従業員1人の小さな会社から上場を果たした株式会社サンウェルズ。その代表である苗代亮達氏は、高校中退からの大学受験を成功させるも腎臓病に罹り、大学中退を迫られた過去を持ちます。しかし、そこから新しい介護のあり方を確立した経緯と介護業界の最先端を伺いました。
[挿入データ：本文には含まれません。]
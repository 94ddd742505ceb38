//! Data loading and per-player feature aggregation using Polars

use anyhow::{bail, Context};
use chrono::{DateTime, NaiveDate, NaiveDateTime, NaiveTime};
use polars::prelude::*;
use std::path::Path;

const SECONDS_PER_DAY: i64 = 86_400;

/// The three raw input tables, loaded once per run
#[derive(Debug)]
pub struct RawTables {
    /// One row per player: player_id, signup_date, profile attributes
    pub players: DataFrame,
    /// One row per session: session_id, player_id, start_ts, end_ts
    pub sessions: DataFrame,
    /// One row per transaction: player_id, amount, txn_ts
    pub transactions: DataFrame,
}

/// Read all input CSVs from the data folder
///
/// # Arguments
/// * `data_dir` - Folder containing players.csv, sessions.csv and transactions.csv
///
/// # Returns
/// * `RawTables` with the three tables loaded as-is
pub fn read_data(data_dir: &Path) -> crate::Result<RawTables> {
    let tables = RawTables {
        players: read_csv(&data_dir.join("players.csv"))?,
        sessions: read_csv(&data_dir.join("sessions.csv"))?,
        transactions: read_csv(&data_dir.join("transactions.csv"))?,
    };
    log::debug!(
        "loaded {} players, {} sessions, {} transactions",
        tables.players.height(),
        tables.sessions.height(),
        tables.transactions.height()
    );
    Ok(tables)
}

fn read_csv(path: &Path) -> crate::Result<DataFrame> {
    CsvReadOptions::default()
        .with_has_header(true)
        .try_into_reader_with_file_path(Some(path.to_path_buf()))
        .with_context(|| format!("failed to open {}", path.display()))?
        .finish()
        .with_context(|| format!("failed to parse {}", path.display()))
}

/// Aggregate session rows into per-player session features
///
/// Groups by `player_id` and computes `num_sessions` and `avg_session_length`
/// (mean of end minus start, in seconds). Players with no sessions are simply
/// absent from the output.
pub fn session_features(sessions: &DataFrame) -> crate::Result<DataFrame> {
    let mut df = sessions.clone();
    replace_with_epoch_seconds(&mut df, "start_ts")?;
    replace_with_epoch_seconds(&mut df, "end_ts")?;

    let out = df
        .lazy()
        .with_column((col("end_ts") - col("start_ts")).alias("session_length"))
        .group_by([col("player_id")])
        .agg([
            col("session_id").count().alias("num_sessions"),
            col("session_length").mean().alias("avg_session_length"),
        ])
        .collect()?;
    Ok(out)
}

/// Aggregate transaction rows into per-player financial features
///
/// Groups by `player_id` and computes sum, mean and count of `amount` plus
/// the first and last transaction timestamps. `active_days` is the whole-day
/// difference between last and first, plus one, so a lone transaction spans
/// one day.
pub fn transaction_features(transactions: &DataFrame) -> crate::Result<DataFrame> {
    let mut df = transactions.clone();
    replace_with_epoch_seconds(&mut df, "txn_ts")?;

    let mut agg = df
        .lazy()
        .group_by([col("player_id")])
        .agg([
            col("amount").sum().alias("total_deposit"),
            col("amount").mean().alias("avg_deposit"),
            col("amount").count().alias("deposit_count"),
            col("txn_ts").min().alias("first_deposit"),
            col("txn_ts").max().alias("last_deposit"),
        ])
        .collect()?;

    let spans: Vec<Option<i64>> = {
        let first = agg.column("first_deposit")?.i64()?;
        let last = agg.column("last_deposit")?.i64()?;
        first
            .into_iter()
            .zip(last.into_iter())
            .map(|(first, last)| match (first, last) {
                (Some(first), Some(last)) => Some((last - first) / SECONDS_PER_DAY + 1),
                _ => None,
            })
            .collect()
    };
    agg.with_column(Series::new("active_days".into(), spans))?;
    Ok(agg)
}

/// Merge all features into a single table with one row per player
///
/// Starts from the full player table and left-joins the transaction and
/// session aggregates on `player_id`; players without matching rows keep
/// nulls in the aggregate columns.
pub fn generate_features(tables: &RawTables) -> crate::Result<DataFrame> {
    let transaction_agg = transaction_features(&tables.transactions)?;
    let session_agg = session_features(&tables.sessions)?;

    let features = tables
        .players
        .join(
            &transaction_agg,
            ["player_id"],
            ["player_id"],
            JoinArgs::new(JoinType::Left),
        )?
        .join(
            &session_agg,
            ["player_id"],
            ["player_id"],
            JoinArgs::new(JoinType::Left),
        )?;
    Ok(features)
}

/// Parse a string timestamp column in place into epoch seconds (Int64)
fn replace_with_epoch_seconds(df: &mut DataFrame, name: &str) -> crate::Result<()> {
    let parsed: Vec<Option<i64>> = df
        .column(name)?
        .str()
        .with_context(|| format!("column {name:?} is not a text column"))?
        .into_iter()
        .map(|value| value.map(parse_timestamp).transpose())
        .collect::<crate::Result<_>>()?;
    df.with_column(Series::new(name.into(), parsed))?;
    Ok(())
}

/// Parse a timestamp in any of the accepted input formats to epoch seconds
fn parse_timestamp(raw: &str) -> crate::Result<i64> {
    let raw = raw.trim();
    if let Ok(dt) = DateTime::parse_from_rfc3339(raw) {
        return Ok(dt.timestamp());
    }
    if let Ok(dt) = NaiveDateTime::parse_from_str(raw, "%Y-%m-%dT%H:%M:%S") {
        return Ok(dt.and_utc().timestamp());
    }
    if let Ok(dt) = NaiveDateTime::parse_from_str(raw, "%Y-%m-%d %H:%M:%S") {
        return Ok(dt.and_utc().timestamp());
    }
    if let Ok(date) = NaiveDate::parse_from_str(raw, "%Y-%m-%d") {
        return Ok(date.and_time(NaiveTime::default()).and_utc().timestamp());
    }
    bail!("unrecognized timestamp {raw:?}")
}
高校時代は地元・石川県でサークル活動に明け暮れていました。やんちゃで、勉強もせず、3年の時に高校を中退し、いろいろな仕事を経験しました。18歳か19歳の時に「大学に行きたい」と思うようになり、大検(大学入学資格検定)を取得するため、通信制の高校に通いました。大検を取得した後は、予備校に入り、なんとか埼玉県の大学に入学できました。しかし、入学してすぐ腎臓病に罹ってしまい、治療のため長期で入院することになりました。大学休学の費用もかなり高額だったので、入ったばかりの大学を中退することにしました。高校中退、大学中退と面白い経歴になりましたね(笑)。度重なる入退院と治療を繰り返し、25歳の時に専門家の治療を受け、今ではほとんど症状はありません。手術で摘出したので、腎臓は6割程度しか機能していませんが、ゴルフ、キックボクシング、マリンスポーツなども楽しみ、なんの問題も無く生活しています。

■周りに迷惑をかけたくなくて起業

25歳まで腎臓病の影響で社会に出ることはできませんでした。病気のことで周りに迷惑をかけたくなかったので、起業して、1人で細々と働くことにしました。どんな分野で起業するかを考えたとき、病気や障害を持つ高齢の方に、自分の長い入院経験が役に立つのではないかと思い、介護を選びました。また、日本には2000年4月に介護保険ができ、介護認定を受けた方のご自宅に手すり設置などのバリアフリー工事を行うと、国が9割負担してくれるようになりました。しかし、工事の上限金額は20万円と少額なので、小さい規模の工事しかできないとの問題もありました。「手すりをつけるくらいなら自分でもできる」と思い、バリアフリー専門の工務店を創業しました。4〜5万円の小さな仕事ばかりを相手にしていられない普通の建築屋さんと差別化するため、小さな工事でも一生懸命やるように心がけた結果、たちまち仕事が増えていきました。そのうち1人では仕事が回らなくなり、最終的に10人くらいまで社員を雇いましたね。

■人と同じことをやっていては成功できない

事業が大きくなってきたある日、「介護施設もやってみないか」というお話をいただきました。当時の介護施設は収容所のような場所が多かったのですが、たまたま富山県で見学した古民家を利用したデイサービスがアットホームで雰囲気も良かったので、その施設を参考に石川県で初めての古民家デイサービスを開始しました。その後、デイサービスに宿泊やリハビリなど新たな要素を加えたサービスを開始しました。人と同じことをしては成功しない。だから、人がやっていないことが何かを常に考えていました。その時に施設の利用者様の中にパーキンソン病の方が30名ほどいたのですが、どの方も施設に入ると病状が悪化することに疑問を抱きました。そこでパーキンソン病に特化した施設を思い付き、地元で建ててみたら、とても大きな反響がありました。自分が闘病した病気が、腎臓の専門医と出会い回復したことから専門医の重要性を強く意識していました。脳神経内科の専門医が訪問診療してくれるパーキンソン病に特化した施設が国内外になく、世界的に認められる可能性があるなと思い、専門のドクターと一緒にサービスを考え、論文も書いていただきました。さらに、職業として介護業界は不人気の業界なので、上場してブランド力を上げれば、業界を盛り上げることもできます。規模を大きくするためには採用が重要ですが、介護業界は不人気なので人材が集まりにくい。だからこそ、上場して、営業や利益管理まで徹底することで、事業自体を底上げ式に強くすることを意識しています。

■なぜ介護業界には特化型施設が少ないのか?

2000年に介護保険ができた頃は、高齢化も進み、施設を作れば集客しなくても人が入ってくる状況でした。しかし、最近になり、競争が厳しくなって、倒産する会社まで出てくるようになりました。以前のような状況からこれまでやってきた企業は、差別化の仕方や採用方法が分からず、業界全体としてビジネス面で出遅れているのが業界の現状です。当社の施設運営の方針としては国内で一般の介護施設に入っているパーキンソン病の方は約4万人もいるので、他の病気に特化した施設は今まだ考えてないですね。会社の体制も整えて、出店数も増やしてはいますが、1店舗建てるにも億単位の費用がかかり、60〜70人近い従業員が必要になるので、まずはパーキンソン病の方に一生懸命向き合っていこうと思っています。よりクオリティの高いサービスを届けるため、施設では『ホロメディスン』という3D遠隔治療を可能にする実証実験を始め、多くの人が手軽で正確な診療を受けられるようなサービスづくりに取り組んでいます。

■大学生へのメッセージ

最近の学生は非常に優秀な人が多いように感じます。それこそ情報がたくさんあるので、知識も得やすいはず。これからはそういった知識を活かして、世界でチャレンジしていってほしいと思いますね。あとは、どんどん稼いでいってほしいですね。「車も服も安くていい」みたいな人が少し増えてきているので、欲を抑えずに、それでいて迷惑をかけずに成功していってほしいと思います。